By Dan Schulte, J.D.
MDA Legal Counsel
From the July 2008 issue of the Journal
Question: I retired from active practice last year and obtained a special volunteer license to practice dentistry. I now donate my services to free dental clinics. I stopped paying for malpractice insurance because I heard I could no longer be sued for malpractice. Should I be practicing without malpractice insurance?
Answer: You should strongly consider purchasing a minimum amount of malpractice insurance to cover the services that you are providing. The Special Volunteer License Statute was enacted in 2006 (MCL 333.16184). This statute provides a special volunteer license category for M.D.s, D.O.s, podiatrists and dentists who want to donate their services following retirement.
In order to be eligible for a special volunteer license you must first retire from the active practice of dentistry. The statute requires that your active practice license actually expire and that you have the intention of ceasing to engage in the practice of dentistry for compensation. You will be asked on the application for a special volunteer license to verify that you were previously licensed in good standing and to acknowledge that you will not seek compensation nor do you expect compensation for any of the services you provide under the special volunteer license. If you have been out of active practice for more than three years, you will be required to document that during the three-year period immediately preceding the date of your application that you have attended at least two-thirds of the normally required continuing education. Licensure fees are waived.
MCL 333.16185 provides "a physician" immunity against malpractice claims of "the physician" pursuant to a special volunteer license if (1) The care was provided at a health facility or agency that provides at least 75 percent of its care annually to medically indigent individuals (i.e. generally, patients receiving state or federal financial assistance); and (2) "The physician" does not receive and does not intend to receive compensation for providing the care. This immunity will not apply if the malpractice amounts to gross negligence (i.e., conduct so reckless as to demonstrate a substantial lack of concern for whether an injury results).
There are several reasons why dentists practicing under a special volunteer license should continue to carry malpractice insurance. First, if you volunteer your time at a dental clinic you may have no way of verifying that the clinic provides 75 percent of its care annually to medically indigent individuals. If it turns out that your clinic does not, the immunity from malpractice liability will not apply.

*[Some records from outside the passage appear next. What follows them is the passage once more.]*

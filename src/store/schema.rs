pub const SCHEMA: &str = r#"
-- Registered users; link-share holders never appear here
CREATE TABLE IF NOT EXISTS users (
    id INTEGER PRIMARY KEY AUTOINCREMENT,
    username TEXT NOT NULL UNIQUE,
    created_at TEXT DEFAULT (datetime('now')),
    updated_at TEXT DEFAULT (datetime('now'))
);

CREATE TABLE IF NOT EXISTS teams (
    id INTEGER PRIMARY KEY AUTOINCREMENT,
    name TEXT NOT NULL,
    created_at TEXT DEFAULT (datetime('now'))
);

CREATE TABLE IF NOT EXISTS team_members (
    team_id INTEGER NOT NULL REFERENCES teams(id) ON DELETE CASCADE,
    user_id INTEGER NOT NULL REFERENCES users(id) ON DELETE CASCADE,
    created_at TEXT DEFAULT (datetime('now')),
    PRIMARY KEY (team_id, user_id)
);

-- Projects form a forest through parent_project_id (NULL = root)
CREATE TABLE IF NOT EXISTS projects (
    id INTEGER PRIMARY KEY AUTOINCREMENT,
    title TEXT NOT NULL,
    description TEXT,
    owner_id INTEGER NOT NULL REFERENCES users(id) ON DELETE CASCADE,
    parent_project_id INTEGER REFERENCES projects(id) ON DELETE CASCADE,
    is_archived INTEGER NOT NULL DEFAULT 0,
    created_at TEXT DEFAULT (datetime('now')),
    updated_at TEXT DEFAULT (datetime('now'))
);

-- Direct user grants: permission 0 = read, 1 = write, 2 = admin
CREATE TABLE IF NOT EXISTS project_users (
    project_id INTEGER NOT NULL REFERENCES projects(id) ON DELETE CASCADE,
    user_id INTEGER NOT NULL REFERENCES users(id) ON DELETE CASCADE,
    permission INTEGER NOT NULL DEFAULT 0,
    created_at TEXT DEFAULT (datetime('now')),
    updated_at TEXT DEFAULT (datetime('now')),
    PRIMARY KEY (project_id, user_id)
);

-- Team grants apply to every member of the team
CREATE TABLE IF NOT EXISTS project_teams (
    project_id INTEGER NOT NULL REFERENCES projects(id) ON DELETE CASCADE,
    team_id INTEGER NOT NULL REFERENCES teams(id) ON DELETE CASCADE,
    permission INTEGER NOT NULL DEFAULT 0,
    created_at TEXT DEFAULT (datetime('now')),
    updated_at TEXT DEFAULT (datetime('now')),
    PRIMARY KEY (project_id, team_id)
);

-- Link shares hand out a fixed permission on exactly one project
CREATE TABLE IF NOT EXISTS link_shares (
    id INTEGER PRIMARY KEY AUTOINCREMENT,
    hash TEXT NOT NULL UNIQUE,
    name TEXT,
    project_id INTEGER NOT NULL REFERENCES projects(id) ON DELETE CASCADE,
    permission INTEGER NOT NULL DEFAULT 0,
    sharing_type INTEGER NOT NULL DEFAULT 1,  -- 1 = without password, 2 = with password
    password_hash TEXT,                       -- argon2id, only for sharing_type 2
    shared_by_id INTEGER NOT NULL REFERENCES users(id) ON DELETE CASCADE,
    created_at TEXT DEFAULT (datetime('now')),
    updated_at TEXT DEFAULT (datetime('now'))
);

-- Tokens are auth credentials; non-admin tokens must belong to a user
CREATE TABLE IF NOT EXISTS tokens (
    id TEXT PRIMARY KEY,
    token_hash TEXT NOT NULL,          -- argon2id hash with embedded salt
    token_lookup TEXT NOT NULL,        -- first 8 chars of a UUID for fast lookup
    is_admin INTEGER NOT NULL DEFAULT 0,

    -- User binding (required for non-admin tokens, NULL only for admin tokens)
    user_id INTEGER REFERENCES users(id) ON DELETE CASCADE,

    -- Lifecycle
    created_at TEXT DEFAULT (datetime('now')),
    expires_at TEXT,            -- NULL = never
    last_used_at TEXT
);

CREATE INDEX IF NOT EXISTS idx_projects_parent ON projects(parent_project_id);
CREATE INDEX IF NOT EXISTS idx_projects_owner ON projects(owner_id);
CREATE INDEX IF NOT EXISTS idx_project_users_user ON project_users(user_id);
CREATE INDEX IF NOT EXISTS idx_project_teams_team ON project_teams(team_id);
CREATE INDEX IF NOT EXISTS idx_team_members_user ON team_members(user_id);
CREATE INDEX IF NOT EXISTS idx_link_shares_project ON link_shares(project_id);
CREATE UNIQUE INDEX IF NOT EXISTS idx_tokens_lookup ON tokens(token_lookup);
CREATE INDEX IF NOT EXISTS idx_tokens_user ON tokens(user_id);
"#;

Second, there is no immunity against acts of gross negligence or claims of acts of gross negligence. Should you be sued and the complaint include a count alleging gross negligence the immunity will not apply and you will be faced with funding the defense of the gross negligence count and any settlement or verdict resulting from that count.
Third, the immunity statute uses the words "a physician" repeatedly, unlike MCL 333.16184 which specifically includes podiatrists and dentists and refers to dental care. The immunity statute has not yet been tested in court. It is certainly possible that an aggrieved dental patient may make the argument that the Legislature in enacting the immunity statute intended that it only apply to M.D.s and D.O.s. This argument would be bolstered by the fact that in an earlier part of the Public Health Code (MCL 333.9701(h)) physician is defined to include only licensed M.D.s and D.O.s. Unless the immunity statute is amended to have language consistent with the volunteer licensing licensee statute the possibility exists that it may be construed by a court not to apply to dentists and dental services.
For all these reasons, I believe it would be wise to maintain malpractice insurance despite the fact that you are retired and providing services only pursuant to a special volunteer license.